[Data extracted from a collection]
────────────────────

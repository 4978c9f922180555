use crate::db::DatabaseError;
use serde::{Deserialize, Serialize};

/// Macro to generate enum with as_str + std::str::FromStr pattern
macro_rules! str_enum {
    ($name:ident { $($variant:ident => $s:literal),+ $(,)? }) => {
        #[derive(Debug, Clone, Copy, PartialEq, Eq, Hash, Serialize, Deserialize)]
        #[serde(rename_all = "snake_case")]
        pub enum $name {
            $($variant),+
        }

        impl $name {
            pub fn as_str(&self) -> &'static str {
                match self {
                    $(Self::$variant => $s),+
                }
            }
        }

        impl std::str::FromStr for $name {
            type Err = DatabaseError;

            fn from_str(s: &str) -> Result<Self, Self::Err> {
                match s {
                    $($s => Ok(Self::$variant)),+,
                    _ => Err(DatabaseError::InvalidEnum {
                        field: stringify!($name).into(),
                        value: s.into(),
                    }),
                }
            }
        }

        impl std::fmt::Display for $name {
            fn fmt(&self, f: &mut std::fmt::Formatter<'_>) -> std::fmt::Result {
                write!(f, "{}", self.as_str())
            }
        }
    };
}

str_enum!(RunStatus {
    NotStarted => "not_started",
    Processing => "processing",
    Paused => "paused",
    AwaitingCheckpoint => "awaiting_checkpoint",
    Completed => "completed",
    Failed => "failed",
    Cancelled => "cancelled",
});

impl RunStatus {
    /// Terminal states accept no further control commands.
    pub fn is_terminal(&self) -> bool {
        matches!(self, Self::Completed | Self::Cancelled)
    }
}

str_enum!(StagePhase {
    PreProcessing => "pre_processing",
    Processing => "processing",
    PostProcessing => "post_processing",
});

str_enum!(EntityRelationship {
    Parent => "parent",
    HoldingCompany => "holding_company",
    Subsidiary => "subsidiary",
    Shareholder => "shareholder",
    Counterparty => "counterparty",
    Financier => "financier",
    Lender => "lender",
    Supplier => "supplier",
    Customer => "customer",
    RelatedParty => "related_party",
    KeyIndividual => "key_individual",
    Unknown => "unknown",
});

str_enum!(ReadabilityStatus {
    Pending => "pending",
    Checking => "checking",
    Ready => "ready",
    Failed => "failed",
});

str_enum!(FindingSeverity {
    Low => "low",
    Medium => "medium",
    High => "high",
    Critical => "critical",
});

str_enum!(ReportJobStatus {
    Queued => "queued",
    Rendering => "rendering",
    Completed => "completed",
    Failed => "failed",
});

#[cfg(test)]
mod tests {
    use super::*;
    use std::str::FromStr;

    #[test]
    fn run_status_round_trip() {
        for (variant, s) in [
            (RunStatus::NotStarted, "not_started"),
            (RunStatus::Processing, "processing"),
            (RunStatus::Paused, "paused"),
            (RunStatus::AwaitingCheckpoint, "awaiting_checkpoint"),
            (RunStatus::Completed, "completed"),
            (RunStatus::Failed, "failed"),
            (RunStatus::Cancelled, "cancelled"),
        ] {
            assert_eq!(variant.as_str(), s);
            assert_eq!(RunStatus::from_str(s).unwrap(), variant);
        }
    }

    #[test]
    fn terminal_statuses() {
        assert!(RunStatus::Completed.is_terminal());
        assert!(RunStatus::Cancelled.is_terminal());
        assert!(!RunStatus::Failed.is_terminal());
        assert!(!RunStatus::AwaitingCheckpoint.is_terminal());
        assert!(!RunStatus::Paused.is_terminal());
    }

    #[test]
    fn relationship_round_trip() {
        for (variant, s) in [
            (EntityRelationship::Parent, "parent"),
            (EntityRelationship::HoldingCompany, "holding_company"),
            (EntityRelationship::Subsidiary, "subsidiary"),
            (EntityRelationship::Shareholder, "shareholder"),
            (EntityRelationship::Counterparty, "counterparty"),
            (EntityRelationship::Financier, "financier"),
            (EntityRelationship::Lender, "lender"),
            (EntityRelationship::Supplier, "supplier"),
            (EntityRelationship::Customer, "customer"),
            (EntityRelationship::RelatedParty, "related_party"),
            (EntityRelationship::KeyIndividual, "key_individual"),
            (EntityRelationship::Unknown, "unknown"),
        ] {
            assert_eq!(variant.as_str(), s);
            assert_eq!(EntityRelationship::from_str(s).unwrap(), variant);
        }
    }

    #[test]
    fn phase_serde_snake_case() {
        let json = serde_json::to_string(&StagePhase::PreProcessing).unwrap();
        assert_eq!(json, "\"pre_processing\"");
    }

    #[test]
    fn invalid_enum_returns_error() {
        assert!(RunStatus::from_str("invalid").is_err());
        assert!(EntityRelationship::from_str("owner").is_err());
        assert!(ReadabilityStatus::from_str("").is_err());
    }
}
#[cfg(test)]
mod tests {
    use super::*;

    fn make_extraction(
        name: &str,
        reg: Option<&str>,
        relationship: EntityRelationship,
        confidence: f64,
        document_id: Uuid,
    ) -> EntityExtraction {
        EntityExtraction {
            id: Uuid::new_v4(),
            project_id: Uuid::new_v4(),
            document_id,
            entity_name: name.to_string(),
            registration_number: reg.map(|r| r.to_string()),
            relationship,
            relationship_detail: None,
            ownership_percent: None,
            confidence,
            evidence: Some(format!("{name} appears in the document")),
            created_at: "2026-08-01T10:00:00Z".to_string(),
        }
    }

    #[test]
    fn same_registration_number_different_names_collapse() {
        let resolver = EntityResolver::new();
        let doc_a = Uuid::new_v4();
        let doc_b = Uuid::new_v4();
        let extractions = vec![
            make_extraction("Acme Limited", Some("HRB 12345"), EntityRelationship::Subsidiary, 0.8, doc_a),
            make_extraction("ACME Ltd.", Some("hrb-12345"), EntityRelationship::Subsidiary, 0.9, doc_b),
        ];

        let resolved = resolver.resolve(Uuid::new_v4(), &extractions);

        assert_eq!(resolved.records.len(), 1, "registration match must collapse");
        let record = &resolved.records[0];
        assert_eq!(record.entity_name, "ACME Ltd.", "highest-confidence name wins");
        assert_eq!(record.confidence, 0.9);
        assert_eq!(record.source_document_ids, vec![doc_a, doc_b]);
        assert!(!record.conflict_flag);
    }

    #[test]
    fn same_name_different_registration_numbers_stay_distinct() {
        let resolver = EntityResolver::new();
        let extractions = vec![
            make_extraction("Northwind Trading", Some("REG-1"), EntityRelationship::Supplier, 0.7, Uuid::new_v4()),
            make_extraction("Northwind Trading", Some("REG-2"), EntityRelationship::Supplier, 0.7, Uuid::new_v4()),
        ];

        let resolved = resolver.resolve(Uuid::new_v4(), &extractions);
        assert_eq!(resolved.records.len(), 2);
    }

    #[test]
    fn numberless_claim_joins_single_matching_numbered_group() {
        let resolver = EntityResolver::new();
        let extractions = vec![
            make_extraction("Acme Ltd", Some("HRB 12345"), EntityRelationship::Subsidiary, 0.9, Uuid::new_v4()),
            make_extraction("acme ltd", None, EntityRelationship::Subsidiary, 0.6, Uuid::new_v4()),
        ];

        let resolved = resolver.resolve(Uuid::new_v4(), &extractions);
        assert_eq!(resolved.records.len(), 1);
        assert_eq!(resolved.records[0].source_document_ids.len(), 2);
        assert_eq!(
            resolved.records[0].registration_number.as_deref(),
            Some("HRB 12345")
        );
    }

    #[test]
    fn numberless_claim_with_ambiguous_name_stays_separate() {
        let resolver = EntityResolver::new();
        let extractions = vec![
            make_extraction("Northwind Trading", Some("REG-1"), EntityRelationship::Supplier, 0.7, Uuid::new_v4()),
            make_extraction("Northwind Trading", Some("REG-2"), EntityRelationship::Supplier, 0.7, Uuid::new_v4()),
            make_extraction("Northwind Trading", None, EntityRelationship::Supplier, 0.5, Uuid::new_v4()),
        ];

        let resolved = resolver.resolve(Uuid::new_v4(), &extractions);
        assert_eq!(
            resolved.records.len(),
            3,
            "a name matching two numbered groups cannot be merged safely"
        );
    }

    #[test]
    fn name_normalization_ignores_case_whitespace_punctuation() {
        let resolver = EntityResolver::new();
        let extractions = vec![
            make_extraction("Borealis  A.G.", None, EntityRelationship::Counterparty, 0.8, Uuid::new_v4()),
            make_extraction("borealis ag", None, EntityRelationship::Counterparty, 0.7, Uuid::new_v4()),
        ];

        let resolved = resolver.resolve(Uuid::new_v4(), &extractions);
        assert_eq!(resolved.records.len(), 1);
    }

    #[test]
    fn disagreeing_relationships_set_conflict() {
        let resolver = EntityResolver::new();
        let doc_a = Uuid::new_v4();
        let doc_b = Uuid::new_v4();
        let extractions = vec![
            make_extraction("Acme Ltd", None, EntityRelationship::Subsidiary, 0.9, doc_a),
            make_extraction("Acme Ltd", None, EntityRelationship::Counterparty, 0.6, doc_b),
        ];

        let resolved = resolver.resolve(Uuid::new_v4(), &extractions);
        assert_eq!(resolved.records.len(), 1);

        let record = &resolved.records[0];
        assert!(record.conflict_flag);
        assert!(!record.human_confirmed);
        assert_eq!(
            record.relationship,
            EntityRelationship::Subsidiary,
            "highest-confidence classification is kept alongside the flag"
        );
        let detail = record.conflict_detail.as_ref().unwrap();
        assert!(detail.contains("subsidiary"), "detail lists claims: {detail}");
        assert!(detail.contains("counterparty"));
        assert!(detail.contains(&doc_a.to_string()));
        assert!(detail.contains(&doc_b.to_string()));
        assert_eq!(resolved.summary.needing_confirmation, 1);
    }

    #[test]
    fn unknown_claims_do_not_create_conflicts() {
        let resolver = EntityResolver::new();
        let extractions = vec![
            make_extraction("Acme Ltd", None, EntityRelationship::Subsidiary, 0.9, Uuid::new_v4()),
            make_extraction("Acme Ltd", None, EntityRelationship::Unknown, 0.95, Uuid::new_v4()),
        ];

        let resolved = resolver.resolve(Uuid::new_v4(), &extractions);
        let record = &resolved.records[0];
        assert!(!record.conflict_flag);
        assert_eq!(record.relationship, EntityRelationship::Subsidiary);
    }

    #[test]
    fn ownership_within_tolerance_takes_most_frequent() {
        let resolver = EntityResolver::new();
        let mut a = make_extraction("Acme Ltd", None, EntityRelationship::Subsidiary, 0.9, Uuid::new_v4());
        let mut b = make_extraction("Acme Ltd", None, EntityRelationship::Subsidiary, 0.8, Uuid::new_v4());
        let mut c = make_extraction("Acme Ltd", None, EntityRelationship::Subsidiary, 0.7, Uuid::new_v4());
        a.ownership_percent = Some(75.0);
        b.ownership_percent = Some(75.0);
        c.ownership_percent = Some(74.5);

        let resolved = resolver.resolve(Uuid::new_v4(), &[a, b, c]);
        let record = &resolved.records[0];
        assert!(!record.conflict_flag);
        assert_eq!(record.ownership_percent, Some(75.0));
    }

    #[test]
    fn ownership_beyond_tolerance_conflicts() {
        let resolver = EntityResolver::new();
        let mut a = make_extraction("Acme Ltd", None, EntityRelationship::Subsidiary, 0.9, Uuid::new_v4());
        let mut b = make_extraction("Acme Ltd", None, EntityRelationship::Subsidiary, 0.8, Uuid::new_v4());
        a.ownership_percent = Some(80.0);
        b.ownership_percent = Some(49.0);

        let resolved = resolver.resolve(Uuid::new_v4(), &[a, b]);
        let record = &resolved.records[0];
        assert!(record.conflict_flag);
        let detail = record.conflict_detail.as_ref().unwrap();
        assert!(detail.contains("Ownership"), "detail should mention ownership: {detail}");
    }

    #[test]
    fn malformed_records_dropped_and_counted() {
        let resolver = EntityResolver::new();
        let extractions = vec![
            make_extraction("", None, EntityRelationship::Supplier, 0.9, Uuid::new_v4()),
            make_extraction("   ", None, EntityRelationship::Supplier, 0.9, Uuid::new_v4()),
            make_extraction("Acme Ltd", None, EntityRelationship::Supplier, 0.9, Uuid::new_v4()),
        ];

        let resolved = resolver.resolve(Uuid::new_v4(), &extractions);
        assert_eq!(resolved.records.len(), 1);
        assert_eq!(resolved.summary.malformed_dropped, 2);
    }

    #[test]
    fn evidence_merges_and_caps() {
        let resolver = EntityResolver::new();
        let mut a = make_extraction("Acme Ltd", None, EntityRelationship::Supplier, 0.9, Uuid::new_v4());
        let mut b = make_extraction("Acme Ltd", None, EntityRelationship::Supplier, 0.8, Uuid::new_v4());
        a.evidence = Some("x".repeat(500));
        b.evidence = Some("y".repeat(500));

        let resolved = resolver.resolve(Uuid::new_v4(), &[a, b]);
        let evidence = resolved.records[0].evidence.as_ref().unwrap();
        assert_eq!(evidence.chars().count(), EVIDENCE_MAX_LEN);
        assert!(evidence.contains(" | "));
    }

    #[test]
    fn summary_counts_subsidiaries_and_counterparties() {
        let resolver = EntityResolver::new();
        let extractions = vec![
            make_extraction("Sub One", None, EntityRelationship::Subsidiary, 0.9, Uuid::new_v4()),
            make_extraction("Sub Two", None, EntityRelationship::Subsidiary, 0.9, Uuid::new_v4()),
            make_extraction("Vendor", None, EntityRelationship::Counterparty, 0.9, Uuid::new_v4()),
            make_extraction("Bank", None, EntityRelationship::Lender, 0.9, Uuid::new_v4()),
        ];

        let resolved = resolver.resolve(Uuid::new_v4(), &extractions);
        assert_eq!(resolved.summary.total_entities, 4);
        assert_eq!(resolved.summary.subsidiaries, 2);
        assert_eq!(resolved.summary.counterparties, 1);
        assert_eq!(resolved.summary.needing_confirmation, 0);
    }

    #[test]
    fn resolution_is_deterministic_for_same_input() {
        let resolver = EntityResolver::new();
        let doc = Uuid::new_v4();
        let extractions = vec![
            make_extraction("Acme Ltd", Some("HRB 1"), EntityRelationship::Subsidiary, 0.9, doc),
            make_extraction("Borealis AG", None, EntityRelationship::Counterparty, 0.8, doc),
        ];

        let first = resolver.resolve(Uuid::new_v4(), &extractions);
        let second = resolver.resolve(Uuid::new_v4(), &extractions);

        let names_first: Vec<&str> =
            first.records.iter().map(|r| r.entity_name.as_str()).collect();
        let names_second: Vec<&str> =
            second.records.iter().map(|r| r.entity_name.as_str()).collect();
        assert_eq!(names_first, names_second);
        assert_eq!(first.summary, second.summary);
    }
}
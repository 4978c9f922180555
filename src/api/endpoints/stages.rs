//! Stage metadata endpoint.

use axum::Json;
use serde::Serialize;

use crate::pipeline::stages::{self, Stage};

#[derive(Serialize)]
pub struct StageMetadataResponse {
    pub stages: &'static [Stage],
}

/// `GET /api/stages` — the static stage catalog, in execution order.
pub async fn metadata() -> Json<StageMetadataResponse> {
    Json(StageMetadataResponse {
        stages: stages::all(),
    })
}
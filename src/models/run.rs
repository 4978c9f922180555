//! Pipeline run model — one execution of the review pipeline per engagement.

use serde::{Deserialize, Serialize};
use uuid::Uuid;

use super::enums::RunStatus;

/// A due-diligence pipeline run. Exclusively owned and mutated by the
/// orchestrator; control commands only set the request flags.
#[derive(Debug, Clone, Serialize, Deserialize)]
pub struct PipelineRun {
    pub id: Uuid,
    pub project_id: Uuid,
    pub status: RunStatus,
    pub current_stage: String,
    /// Completed stage ids in completion order. A stage reappears here if it
    /// is re-run after a resume truncated it.
    pub completed_stages: Vec<String>,
    /// Completed stage count over total stage count, integer 0-100.
    pub overall_progress: u8,
    pub last_error: Option<String>,
    pub pause_requested: bool,
    pub cancel_requested: bool,
    pub created_at: String,
    pub updated_at: String,
}

impl PipelineRun {
    /// Whether `stage_id` is in the (non-truncated) completed set.
    pub fn has_completed(&self, stage_id: &str) -> bool {
        self.completed_stages.iter().any(|s| s == stage_id)
    }
}

/// Client-facing progress view (`GET /api/runs/:id/progress`).
#[derive(Debug, Clone, Serialize, Deserialize)]
pub struct RunProgress {
    pub run_id: Uuid,
    pub status: RunStatus,
    pub current_stage: String,
    pub current_stage_name: String,
    pub completed_stages: Vec<String>,
    pub overall_progress: u8,
    pub last_error: Option<String>,
}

────────────────────

WHAT IS EXPECTED: Gather from the data above every line with the string "struct".

SOLUTION FOR THIS EXERCISE:
pub struct StageMetadataResponse {
pub struct PipelineRun {
pub struct RunProgress {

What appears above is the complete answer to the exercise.